Bill Hwang was told the length of the prison term in Manhattan federal court after he told Judge Alvin K. Hellerstein that he felt “really terrible for what happened at Archegos,” alluding to the fund’s demise over three years ago.
The judge did not complete the sentencing hearing, though, and said it will resume on Thursday. But he said he had “pronounced” the length of the prison term he is imposing.
Hellerstein estimated that up to nine financial institutions lost over $9 billion in the fraud.
At Hwang’s July trial, prosecutors blamed Hwang and his co-conspirators, saying they artificially inflated the values of nearly a dozen stocks before the investments collapsed in March 2021, wiping out $100 billion in market value along with the company he created.
Hwang was convicted in July of 10 criminal counts, But he was acquitted of one charge of market manipulation while being convicted of six others.
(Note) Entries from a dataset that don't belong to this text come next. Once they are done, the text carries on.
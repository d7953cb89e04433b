// Static asset links: Google Drive share links rewritten into thumbnail and
// download URLs, plus the load state of certificate/profile images.

const DRIVE_HOST: &str = "drive.google.com";

/// File id of a Google Drive share link, if it is one.
///
/// Handles `/file/d/<id>/view`, `open?id=<id>` and `uc?id=<id>` forms.
pub fn drive_file_id(url: &str) -> Option<&str> {
    let rest = url
        .strip_prefix("https://")
        .or_else(|| url.strip_prefix("http://"))
        .unwrap_or(url);
    let path = rest.strip_prefix(DRIVE_HOST)?;

    if let Some(start) = path.find("/file/d/") {
        let id = &path[start + "/file/d/".len()..];
        let end = id.find(|c: char| c == '/' || c == '?' || c == '#').unwrap_or(id.len());
        return non_empty(&id[..end]);
    }

    let query = &path[path.find('?')? + 1..];
    query
        .split('&')
        .find_map(|pair| pair.strip_prefix("id="))
        .map(|id| id.split('#').next().unwrap_or(id))
        .and_then(non_empty)
}

fn non_empty(id: &str) -> Option<&str> {
    if id.is_empty() {
        None
    } else {
        Some(id)
    }
}

/// Thumbnail URL for a Drive link at the given pixel width; other URLs are
/// returned unchanged.
pub fn drive_thumbnail_url(url: &str, width: u32) -> String {
    match drive_file_id(url) {
        Some(id) => format!("https://{}/thumbnail?id={}&sz=w{}", DRIVE_HOST, id, width),
        None => url.to_owned(),
    }
}

pub fn drive_download_url(url: &str) -> String {
    match drive_file_id(url) {
        Some(id) => format!("https://{}/uc?export=download&id={}", DRIVE_HOST, id),
        None => url.to_owned(),
    }
}

pub const PLACEHOLDER_IMAGE: &str = "/images/placeholder.svg";

#[derive(Debug, Clone, PartialEq, Eq)]
pub enum ImageState {
    Loading(String),
    Loaded(String),
    Failed,
}

impl ImageState {
    pub fn new(src: &str) -> ImageState {
        ImageState::Loading(src.to_owned())
    }

    pub fn on_load(&mut self) {
        if let ImageState::Loading(src) = self {
            let src = std::mem::take(src);
            *self = ImageState::Loaded(src);
        }
    }

    pub fn on_error(&mut self) {
        log::warn!("image failed to load, showing placeholder: {:?}", self.requested());
        *self = ImageState::Failed;
    }

    fn requested(&self) -> Option<&str> {
        match self {
            ImageState::Loading(src) | ImageState::Loaded(src) => Some(src),
            ImageState::Failed => None,
        }
    }

    /// What the `<img>` should point at right now.
    pub fn display_src(&self) -> &str {
        match self {
            ImageState::Loading(src) | ImageState::Loaded(src) => src,
            ImageState::Failed => PLACEHOLDER_IMAGE,
        }
    }
}

#[cfg(test)]
mod tests {
    use super::*;

    #[test]
    fn file_d_links() {
        let url = "https://drive.google.com/file/d/1AbC-xyz_9/view?usp=sharing";
        assert_eq!(drive_file_id(url), Some("1AbC-xyz_9"));
        assert_eq!(
            drive_thumbnail_url(url, 800),
            "https://drive.google.com/thumbnail?id=1AbC-xyz_9&sz=w800"
        );
        assert_eq!(drive_file_id("https://drive.google.com/file/d/abc"), Some("abc"));
    }

    #[test]
    fn query_id_links() {
        assert_eq!(drive_file_id("https://drive.google.com/open?id=XYZ"), Some("XYZ"));
        assert_eq!(drive_file_id("https://drive.google.com/uc?export=view&id=XYZ#frag"), Some("XYZ"));
        assert_eq!(
            drive_download_url("http://drive.google.com/open?id=Q1"),
            "https://drive.google.com/uc?export=download&id=Q1"
        );
    }

    #[test]
    fn non_drive_urls_pass_through() {
        assert_eq!(drive_file_id("https://example.com/file/d/abc/view"), None);
        assert_eq!(drive_file_id("https://drive.google.com/file/d//view"), None);
        assert_eq!(drive_file_id("https://drive.google.com/drive/folders"), None);
        assert_eq!(drive_thumbnail_url("/images/me.jpg", 400), "/images/me.jpg");
    }

    #[test]
    fn image_falls_back_to_placeholder() {
        let mut image = ImageState::new("/certs/aws.png");
        assert_eq!(image.display_src(), "/certs/aws.png");
        image.on_load();
        assert_eq!(image, ImageState::Loaded("/certs/aws.png".into()));
        image.on_error();
        assert_eq!(image.display_src(), PLACEHOLDER_IMAGE);
    }
}
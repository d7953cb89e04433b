use web_sys::Storage;

use crate::error::{js_message, StorageError};
use crate::storage::DraftStore;

/// `window.localStorage`, or nothing when the browser blocks it (private
/// mode, disabled cookies). Without storage every call fails softly.
pub struct LocalDraftStore {
    storage: Option<Storage>,
}

impl LocalDraftStore {
    pub fn new() -> Self {
        let storage = web_sys::window().and_then(|window| window.local_storage().ok().flatten());
        if storage.is_none() {
            log::warn!("localStorage unavailable, drafts will not be kept");
        }
        LocalDraftStore { storage }
    }

    fn storage(&self) -> Result<&Storage, StorageError> {
        self.storage.as_ref().ok_or(StorageError::Unavailable)
    }
}

impl Default for LocalDraftStore {
    fn default() -> Self {
        LocalDraftStore::new()
    }
}

impl DraftStore for LocalDraftStore {
    fn load(&self, key: &str) -> Result<Option<String>, StorageError> {
        self.storage()?
            .get_item(key)
            .map_err(|e| StorageError::Operation(js_message(&e)))
    }

    fn save(&mut self, key: &str, value: &str) -> Result<(), StorageError> {
        self.storage()?
            .set_item(key, value)
            .map_err(|e| StorageError::Operation(js_message(&e)))
    }

    fn remove(&mut self, key: &str) -> Result<(), StorageError> {
        self.storage()?
            .remove_item(key)
            .map_err(|e| StorageError::Operation(js_message(&e)))
    }
}
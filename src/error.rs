use thiserror::Error;
use wasm_bindgen::JsValue;

#[derive(Debug, Error)]
pub enum EffectError {
    #[error("drawing surface unavailable: {0}")]
    SurfaceUnavailable(String),
    #[error("host error: {0}")]
    Host(String),
    #[error("invalid effect config: {0}")]
    Config(#[from] serde_json::Error),
}

#[derive(Debug, Error)]
pub enum EmailError {
    #[error("email service is not configured: missing {0}")]
    MissingConfig(&'static str),
    #[error("invalid email config: {0}")]
    Config(#[from] serde_json::Error),
    #[error("email request failed: {0}")]
    Transport(String),
    #[error("email service responded with HTTP {0}")]
    Status(u16),
}

#[derive(Debug, Error)]
pub enum StorageError {
    #[error("storage unavailable")]
    Unavailable,
    #[error("storage operation failed: {0}")]
    Operation(String),
    #[error("stored draft is malformed: {0}")]
    Malformed(#[from] serde_json::Error),
}

// Everything crossing into JS becomes a plain message string.
impl From<EffectError> for JsValue {
    fn from(err: EffectError) -> JsValue {
        JsValue::from_str(&err.to_string())
    }
}

impl From<EmailError> for JsValue {
    fn from(err: EmailError) -> JsValue {
        JsValue::from_str(&err.to_string())
    }
}

pub(crate) fn js_message(value: &JsValue) -> String {
    value.as_string().unwrap_or_else(|| format!("{:?}", value))
}
// Canvas2D implementation of the drawing surface. The backing store is
// scaled by devicePixelRatio so particles stay crisp on HiDPI screens, while
// all drawing happens in CSS pixels.

use wasm_bindgen::JsCast;
use web_sys::{CanvasRenderingContext2d, HtmlCanvasElement};

use crate::color::Color;
use crate::error::{js_message, EffectError};
use crate::surface::{Surface, Viewport};

pub struct CanvasSurface {
    canvas: HtmlCanvasElement,
    context: CanvasRenderingContext2d,
    viewport: Viewport,
    pixel_ratio: f64,
}

impl CanvasSurface {
    pub fn new(canvas: HtmlCanvasElement, pixel_ratio: f64) -> Result<Self, EffectError> {
        let context = canvas
            .get_context("2d")
            .map_err(|e| EffectError::SurfaceUnavailable(js_message(&e)))?
            .ok_or_else(|| EffectError::SurfaceUnavailable("2d context not supported".to_owned()))?
            .dyn_into::<CanvasRenderingContext2d>()
            .map_err(|_| EffectError::SurfaceUnavailable("unexpected context type".to_owned()))?;

        Ok(CanvasSurface {
            canvas,
            context,
            viewport: Viewport::new(0.0, 0.0),
            pixel_ratio: if pixel_ratio.is_finite() && pixel_ratio > 0.0 { pixel_ratio } else { 1.0 },
        })
    }

    fn circle_path(&self, center: [f64; 2], radius: f64) {
        self.context.begin_path();
        let _ = self
            .context
            .arc(center[0], center[1], radius.max(0.0), 0.0, std::f64::consts::TAU);
    }
}

impl Surface for CanvasSurface {
    fn resize(&mut self, viewport: Viewport) {
        self.viewport = viewport;
        self.canvas.set_width((viewport.width * self.pixel_ratio) as u32);
        self.canvas.set_height((viewport.height * self.pixel_ratio) as u32);
        let style = self.canvas.style();
        let _ = style.set_property("width", &format!("{}px", viewport.width));
        let _ = style.set_property("height", &format!("{}px", viewport.height));
        // Resetting the size wipes the transform, so set it again
        let _ = self
            .context
            .set_transform(self.pixel_ratio, 0.0, 0.0, self.pixel_ratio, 0.0, 0.0);
    }

    fn clear(&mut self) {
        self.context
            .clear_rect(0.0, 0.0, self.viewport.width, self.viewport.height);
    }

    fn fill_circle(&mut self, center: [f64; 2], radius: f64, color: Color, opacity: f64) {
        self.circle_path(center, radius);
        self.context.set_fill_style_str(&color.to_css(opacity));
        self.context.fill();
    }

    fn fill_glow(&mut self, center: [f64; 2], radius: f64, color: Color, opacity: f64) {
        let gradient = match self.context.create_radial_gradient(
            center[0], center[1], 0.0, center[0], center[1], radius.max(0.0),
        ) {
            Ok(gradient) => gradient,
            Err(_) => return,
        };
        let _ = gradient.add_color_stop(0.0, &color.to_css(opacity));
        let _ = gradient.add_color_stop(1.0, &color.to_css(0.0));
        self.circle_path(center, radius);
        self.context.set_fill_style_canvas_gradient(&gradient);
        self.context.fill();
    }

    fn stroke_circle(&mut self, center: [f64; 2], radius: f64, color: Color, opacity: f64, width: f64) {
        self.circle_path(center, radius);
        self.context.set_stroke_style_str(&color.to_css(opacity));
        self.context.set_line_width(width);
        self.context.stroke();
    }

    fn line(&mut self, from: [f64; 2], to: [f64; 2], color: Color, opacity: f64, width: f64) {
        self.context.begin_path();
        self.context.move_to(from[0], from[1]);
        self.context.line_to(to[0], to[1]);
        self.context.set_stroke_style_str(&color.to_css(opacity));
        self.context.set_line_width(width);
        self.context.stroke();
    }
}
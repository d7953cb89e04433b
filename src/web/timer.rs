use web_sys::console;

// Scoped console.time / console.timeEnd pair, shows up in the browser's
// performance tooling under `name`
pub struct Timer<'a> {
    name: &'a str,
}

impl<'a> Timer<'a> {
    pub fn new(name: &'a str) -> Timer<'a> {
        console::time_with_label(name);
        Timer { name }
    }
}

impl<'a> Drop for Timer<'a> {
    fn drop(&mut self) {
        console::time_end_with_label(self.name);
    }
}
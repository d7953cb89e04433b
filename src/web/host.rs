// Browser side of the particle background: media queries, the canvas,
// DOM listeners and requestAnimationFrame.
//
// Listener closures only push into the shared input queue; the frame
// callback drains it. Every closure is kept in `listeners` until removed so
// nothing is leaked with `forget()`.

use std::cell::RefCell;
use std::collections::HashMap;
use std::rc::Rc;

use wasm_bindgen::prelude::*;
use wasm_bindgen::JsCast;
use web_sys::{Document, Element, Event, HtmlCanvasElement, HtmlElement, MouseEvent, Window};

use crate::error::{js_message, EffectError};
use crate::input::{HostEvent, InputQueue};
use crate::lifecycle::{EventKind, FrameHandle, Host, ListenerId, ListenerTarget};
use crate::pointer::Rect;
use crate::surface::Viewport;
use crate::web::canvas::CanvasSurface;

pub const INTERACTIVE_SELECTOR: &str =
    "a, button, [role=\"button\"], input, textarea, select, [data-magnetic]";

pub type FrameCallback = Rc<RefCell<Option<Closure<dyn FnMut(f64)>>>>;

struct Listener {
    target: ListenerTarget,
    kind: EventKind,
    callback: Closure<dyn FnMut(Event)>,
}

pub struct WebHost {
    window: Window,
    document: Document,
    body: HtmlElement,
    canvas_id: String,
    queue: Rc<RefCell<InputQueue>>,
    listeners: HashMap<u32, Listener>,
    next_listener: u32,
    frame_callback: FrameCallback,
}

impl WebHost {
    pub fn new(canvas_id: &str) -> Result<Self, EffectError> {
        let window = web_sys::window().ok_or_else(|| EffectError::Host("no window".to_owned()))?;
        let document = window
            .document()
            .ok_or_else(|| EffectError::Host("no document".to_owned()))?;
        let body = document
            .body()
            .ok_or_else(|| EffectError::Host("no document body".to_owned()))?;
        Ok(WebHost {
            window,
            document,
            body,
            canvas_id: canvas_id.to_owned(),
            queue: Rc::new(RefCell::new(InputQueue::new())),
            listeners: HashMap::new(),
            next_listener: 0,
            frame_callback: Rc::new(RefCell::new(None)),
        })
    }

    /// Slot for the requestAnimationFrame closure. The owner installs it
    /// after wrapping the effect, since the closure has to call back into it.
    pub fn frame_callback(&self) -> FrameCallback {
        self.frame_callback.clone()
    }

    fn matches_media(&self, query: &str) -> bool {
        self.window
            .match_media(query)
            .ok()
            .flatten()
            .map(|list| list.matches())
            .unwrap_or(false)
    }

    fn window_size(window: &Window) -> (f64, f64) {
        let width = window.inner_width().ok().and_then(|v| v.as_f64()).unwrap_or(0.0);
        let height = window.inner_height().ok().and_then(|v| v.as_f64()).unwrap_or(0.0);
        (width, height)
    }

    fn make_callback(&self, kind: EventKind) -> Closure<dyn FnMut(Event)> {
        let queue = self.queue.clone();
        match kind {
            EventKind::PointerMove | EventKind::PointerEnter => Closure::wrap(Box::new(move |event: Event| {
                if let Some(event) = event.dyn_ref::<MouseEvent>() {
                    let (x, y) = (event.client_x() as f64, event.client_y() as f64);
                    let event = if kind == EventKind::PointerEnter {
                        HostEvent::PointerEnter { x, y }
                    } else {
                        HostEvent::PointerMove { x, y }
                    };
                    queue.borrow_mut().push(event);
                }
            }) as Box<dyn FnMut(Event)>),
            EventKind::PointerLeave => Closure::wrap(Box::new(move |_event: Event| {
                queue.borrow_mut().push(HostEvent::PointerLeave);
            }) as Box<dyn FnMut(Event)>),
            EventKind::Resize => {
                let window = self.window.clone();
                Closure::wrap(Box::new(move |_event: Event| {
                    let (width, height) = WebHost::window_size(&window);
                    queue.borrow_mut().push(HostEvent::Resize { width, height });
                }) as Box<dyn FnMut(Event)>)
            }
        }
    }

    fn target(&self, target: ListenerTarget) -> &web_sys::EventTarget {
        match target {
            ListenerTarget::Window => self.window.as_ref(),
            ListenerTarget::Document => self.body.as_ref(),
        }
    }
}

impl Host for WebHost {
    type Surface = CanvasSurface;

    fn prefers_reduced_motion(&self) -> bool {
        self.matches_media("(prefers-reduced-motion: reduce)")
    }

    fn has_coarse_pointer(&self) -> bool {
        self.matches_media("(pointer: coarse)")
    }

    fn viewport(&self) -> Viewport {
        let (width, height) = WebHost::window_size(&self.window);
        Viewport::new(width, height)
    }

    fn acquire_surface(&mut self, _viewport: Viewport) -> Result<CanvasSurface, EffectError> {
        let id = &self.canvas_id;
        let canvas = self
            .document
            .get_element_by_id(id)
            .ok_or_else(|| EffectError::SurfaceUnavailable(format!("no element #{}", id)))?
            .dyn_into::<HtmlCanvasElement>()
            .map_err(|_| EffectError::SurfaceUnavailable(format!("#{} is not a canvas", id)))?;
        CanvasSurface::new(canvas, self.window.device_pixel_ratio())
    }

    fn add_listener(&mut self, kind: EventKind) -> Result<ListenerId, EffectError> {
        let callback = self.make_callback(kind);
        let target = kind.target();
        self.target(target)
            .add_event_listener_with_callback(kind.dom_name(), callback.as_ref().unchecked_ref())
            .map_err(|e| EffectError::Host(js_message(&e)))?;

        self.next_listener += 1;
        let id = self.next_listener;
        self.listeners.insert(id, Listener { target, kind, callback });
        Ok(ListenerId(id))
    }

    fn remove_listener(&mut self, id: ListenerId) {
        if let Some(listener) = self.listeners.remove(&id.0) {
            let _ = self.target(listener.target).remove_event_listener_with_callback(
                listener.kind.dom_name(),
                listener.callback.as_ref().unchecked_ref(),
            );
        }
    }

    fn request_frame(&mut self) -> Result<FrameHandle, EffectError> {
        let callback = self.frame_callback.borrow();
        let callback = callback
            .as_ref()
            .ok_or_else(|| EffectError::Host("frame callback not installed".to_owned()))?;
        self.window
            .request_animation_frame(callback.as_ref().unchecked_ref())
            .map(FrameHandle)
            .map_err(|e| EffectError::Host(js_message(&e)))
    }

    fn cancel_frame(&mut self, handle: FrameHandle) {
        let _ = self.window.cancel_animation_frame(handle.0);
    }

    fn drain_events(&mut self) -> Vec<HostEvent> {
        self.queue.borrow_mut().drain()
    }

    fn interactive_rects(&self) -> Vec<Rect> {
        let nodes = match self.document.query_selector_all(INTERACTIVE_SELECTOR) {
            Ok(nodes) => nodes,
            Err(_) => return Vec::new(),
        };
        (0..nodes.length())
            .filter_map(|i| nodes.item(i))
            .filter_map(|node| node.dyn_into::<Element>().ok())
            .map(|element| {
                let rect = element.get_bounding_client_rect();
                Rect::new(rect.x(), rect.y(), rect.width(), rect.height())
            })
            .filter(|rect| rect.width > 0.0 && rect.height > 0.0)
            .collect()
    }
}

impl Drop for WebHost {
    fn drop(&mut self) {
        let ids: Vec<u32> = self.listeners.keys().copied().collect();
        for id in ids {
            self.remove_listener(ListenerId(id));
        }
        self.queue.borrow_mut().clear();
    }
}
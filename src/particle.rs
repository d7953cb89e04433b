// Particle struct to keep track of individual position, velocity and look,
// plus an optional bounded history of past positions for trails

use std::collections::VecDeque;

use crate::color::Color;

#[derive(Clone, Debug)]
pub struct Particle {
    pub pos: [f64; 2],
    pub vel: [f64; 2],
    pub radius: f64,
    pub color: Color,
    pub opacity: f64,
    // Speed the particle drifts at when nothing pushes it; damping only
    // kicks in above this
    pub cruise_speed: f64,
    trail: VecDeque<[f64; 2]>,
    trail_length: usize,
}

impl Particle {
    pub fn new(pos: [f64; 2], vel: [f64; 2], radius: f64, color: Color, opacity: f64) -> Particle {
        let cruise_speed = vecmath::vec2_len(vel);
        Particle {
            pos,
            vel,
            radius,
            color,
            opacity,
            cruise_speed,
            trail: VecDeque::new(),
            trail_length: 0,
        }
    }

    pub fn with_trail(mut self, trail_length: usize) -> Particle {
        self.trail_length = trail_length;
        self.trail = VecDeque::with_capacity(trail_length);
        self
    }

    pub fn speed(&self) -> f64 {
        vecmath::vec2_len(self.vel)
    }

    // Remember the current position before it moves, dropping the oldest
    // entry once the trail is full
    pub fn record_trail(&mut self) {
        if self.trail_length == 0 {
            return;
        }
        if self.trail.len() == self.trail_length {
            self.trail.pop_front();
        }
        self.trail.push_back(self.pos);
    }

    pub fn clear_trail(&mut self) {
        self.trail.clear();
    }

    /// Past positions, oldest first.
    pub fn trail(&self) -> impl Iterator<Item = &[f64; 2]> + '_ {
        self.trail.iter()
    }

    pub fn trail_len(&self) -> usize {
        self.trail.len()
    }
}
// The EmailJS contract: three opaque identifiers and a JSON POST.
// The browser transport is `web::email::EmailJsClient`.

use std::future::Future;

use serde::{Deserialize, Serialize};

use crate::error::EmailError;

pub const EMAILJS_ENDPOINT: &str = "https://api.emailjs.com/api/v1.0/email/send";

#[derive(Debug, Clone, PartialEq, Eq, Deserialize)]
pub struct EmailJsConfig {
    pub service_id: String,
    pub template_id: String,
    pub public_key: String,
}

impl EmailJsConfig {
    /// Identifiers baked in at build time from `EMAILJS_SERVICE_ID`,
    /// `EMAILJS_TEMPLATE_ID` and `EMAILJS_PUBLIC_KEY`.
    pub fn from_env() -> Result<EmailJsConfig, EmailError> {
        EmailJsConfig::from_lookup(|key| {
            let value = match key {
                "EMAILJS_SERVICE_ID" => option_env!("EMAILJS_SERVICE_ID"),
                "EMAILJS_TEMPLATE_ID" => option_env!("EMAILJS_TEMPLATE_ID"),
                "EMAILJS_PUBLIC_KEY" => option_env!("EMAILJS_PUBLIC_KEY"),
                _ => None,
            };
            value.map(str::to_owned)
        })
    }

    pub fn from_lookup(lookup: impl Fn(&str) -> Option<String>) -> Result<EmailJsConfig, EmailError> {
        let get = |key: &'static str| {
            lookup(key)
                .filter(|value| !value.trim().is_empty())
                .ok_or(EmailError::MissingConfig(key))
        };
        Ok(EmailJsConfig {
            service_id: get("EMAILJS_SERVICE_ID")?,
            template_id: get("EMAILJS_TEMPLATE_ID")?,
            public_key: get("EMAILJS_PUBLIC_KEY")?,
        })
    }

    pub fn from_json(json: &str) -> Result<EmailJsConfig, EmailError> {
        let config: EmailJsConfig = serde_json::from_str(json)?;
        if config.service_id.trim().is_empty() {
            return Err(EmailError::MissingConfig("service_id"));
        }
        if config.template_id.trim().is_empty() {
            return Err(EmailError::MissingConfig("template_id"));
        }
        if config.public_key.trim().is_empty() {
            return Err(EmailError::MissingConfig("public_key"));
        }
        Ok(config)
    }
}

/// Template parameters of one contact message.
#[derive(Debug, Clone, PartialEq, Eq, Serialize)]
pub struct EmailMessage {
    pub from_name: String,
    pub from_email: String,
    pub subject: String,
    pub message: String,
}

#[derive(Serialize)]
struct SendRequest<'a> {
    service_id: &'a str,
    template_id: &'a str,
    user_id: &'a str,
    template_params: &'a EmailMessage,
}

/// JSON body for the EmailJS send endpoint.
pub fn request_body(config: &EmailJsConfig, message: &EmailMessage) -> Result<String, EmailError> {
    let body = serde_json::to_string(&SendRequest {
        service_id: &config.service_id,
        template_id: &config.template_id,
        user_id: &config.public_key,
        template_params: message,
    })?;
    Ok(body)
}

/// Something that can deliver a contact message. Futures are not `Send`;
/// everything runs on the page's event loop.
pub trait EmailService {
    fn send(&self, message: &EmailMessage) -> impl Future<Output = Result<(), EmailError>>;
}
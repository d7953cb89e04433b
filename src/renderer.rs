// Renderer that turns the particle field and cursor into surface draw calls.
// Connection lines go underneath, then trails, particles and the cursor on top.

use crate::color;
use crate::config::Theme;
use crate::cursor::{CustomCursor, DOT_RADIUS};
use crate::field::ParticleField;
use crate::surface::Surface;

/// What the last frame drew, mostly for profiling output.
#[derive(Debug, Clone, Copy, Default, PartialEq, Eq)]
pub struct FrameStats {
    pub particles: usize,
    pub lines: usize,
    pub trail_dots: usize,
}

pub struct Renderer {
    glow_scale: f64,
    glow_opacity: f64,
}

impl Renderer {
    pub const GLOW_SCALE: f64 = 3.0;
    pub const GLOW_OPACITY: f64 = 0.35;

    pub fn new() -> Self {
        Renderer {
            glow_scale: Self::GLOW_SCALE,
            glow_opacity: Self::GLOW_OPACITY,
        }
    }

    pub fn render<S: Surface>(
        &self,
        surface: &mut S,
        field: &ParticleField,
        cursor: Option<&CustomCursor>,
    ) -> FrameStats {
        let mut stats = FrameStats::default();
        let config = field.config();
        let theme = field.theme();
        let particles = field.particles();

        surface.clear();

        let line_color = color::line_color(theme);
        field.for_each_connection(|i, j, opacity| {
            let color = line_color.mixed(particles[i].color).mixed(particles[j].color);
            surface.line(particles[i].pos, particles[j].pos, color, opacity, config.line_width);
            stats.lines += 1;
        });

        for particle in particles {
            let len = particle.trail_len();
            for (age, pos) in particle.trail().enumerate() {
                // Oldest entries are the faintest and smallest
                let fade = (age + 1) as f64 / (len + 1) as f64;
                surface.fill_circle(*pos, particle.radius * fade, particle.color, particle.opacity * fade * 0.5);
                stats.trail_dots += 1;
            }
        }

        for particle in particles {
            if config.glow {
                surface.fill_glow(
                    particle.pos,
                    particle.radius * self.glow_scale,
                    particle.color,
                    particle.opacity * self.glow_opacity,
                );
            }
            surface.fill_circle(particle.pos, particle.radius, particle.color, particle.opacity);
            stats.particles += 1;
        }

        if let Some(cursor) = cursor.filter(|c| c.is_visible()) {
            self.render_cursor(surface, cursor, theme);
        }

        log::trace!("frame: {:?}", stats);
        stats
    }

    fn render_cursor<S: Surface>(&self, surface: &mut S, cursor: &CustomCursor, theme: Theme) {
        let color = color::cursor_color(theme);
        surface.stroke_circle(cursor.ring(), cursor.ring_radius(), color, 0.6, 1.5);
        surface.fill_circle(cursor.dot(), DOT_RADIUS, color, 1.0);
    }
}

impl Default for Renderer {
    fn default() -> Self {
        Renderer::new()
    }
}
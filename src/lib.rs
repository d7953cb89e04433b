// Decorative particle background and contact form logic for a portfolio
// site, compiled to WebAssembly.
//
// The simulation, lifecycle and form modules are platform independent and
// tested natively; `web` holds the `web-sys` implementations and the
// `#[wasm_bindgen]` exports the page calls.

pub mod assets;
pub mod color;
pub mod config;
pub mod contact;
pub mod cursor;
pub mod email;
pub mod error;
pub mod field;
pub mod input;
pub mod lifecycle;
pub mod particle;
pub mod pointer;
pub mod renderer;
pub mod storage;
pub mod surface;
pub mod web;

use wasm_bindgen::prelude::*;

pub use config::{BoundaryMode, EffectConfig, PointerMode, Theme};
pub use contact::{ContactFields, ContactForm, Field, FieldError, Notification};
pub use error::{EffectError, EmailError, StorageError};
pub use field::ParticleField;
pub use lifecycle::{Activation, Host, OptOut, ParticleEffect};
pub use surface::{Surface, Viewport};
pub use web::{drive_download, drive_thumbnail, ContactFormHandle, ImageHandle, ParticleBackground};

// Use `wee_alloc` as the global allocator when the feature is on
#[cfg(feature = "wee_alloc")]
#[global_allocator]
static ALLOC: wee_alloc::WeeAlloc = wee_alloc::WeeAlloc::INIT;

/// Call once before anything else: routes panics and `log` output to the
/// browser console.
#[wasm_bindgen]
pub fn initialize() {
    #[cfg(feature = "console_error_panic_hook")]
    console_error_panic_hook::set_once();
    let _ = console_log::init_with_level(log::Level::Info);
    log::info!("portfolio-particles {} initialized", env!("CARGO_PKG_VERSION"));
}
Prosecutors said Hwang lied to banks to get billions of dollars to grow his New York-based investment firm before its portfolio grew dramatically from $10 billion to $160 billion.
At the start of Hwang’s trial, Assistant U.S. Attorney Alexandra Rothman told jurors that Hwang was already a billionaire when he sought “to be a legend on Wall Street” by engaging in a sophisticated scheme involving trades of stock derivatives to secretly build extraordinarily large positions in just a few companies.
According to an indictment, the investment public did not know Archegos had come to dominate the trading and stock ownership of multiple companies because it used securities that had no public disclosure requirement. For instance, prosecutors said, Hwang and his firm once secretly controlled over 50 percent of the shares of ViacomCBS.
The risky maneuvers, however, made the firm’s portfolio vulnerable to price fluctuations in a handful of stocks.
Margin calls in late March 2021 wiped out more than $100 billion in market value in just days, the indictment said.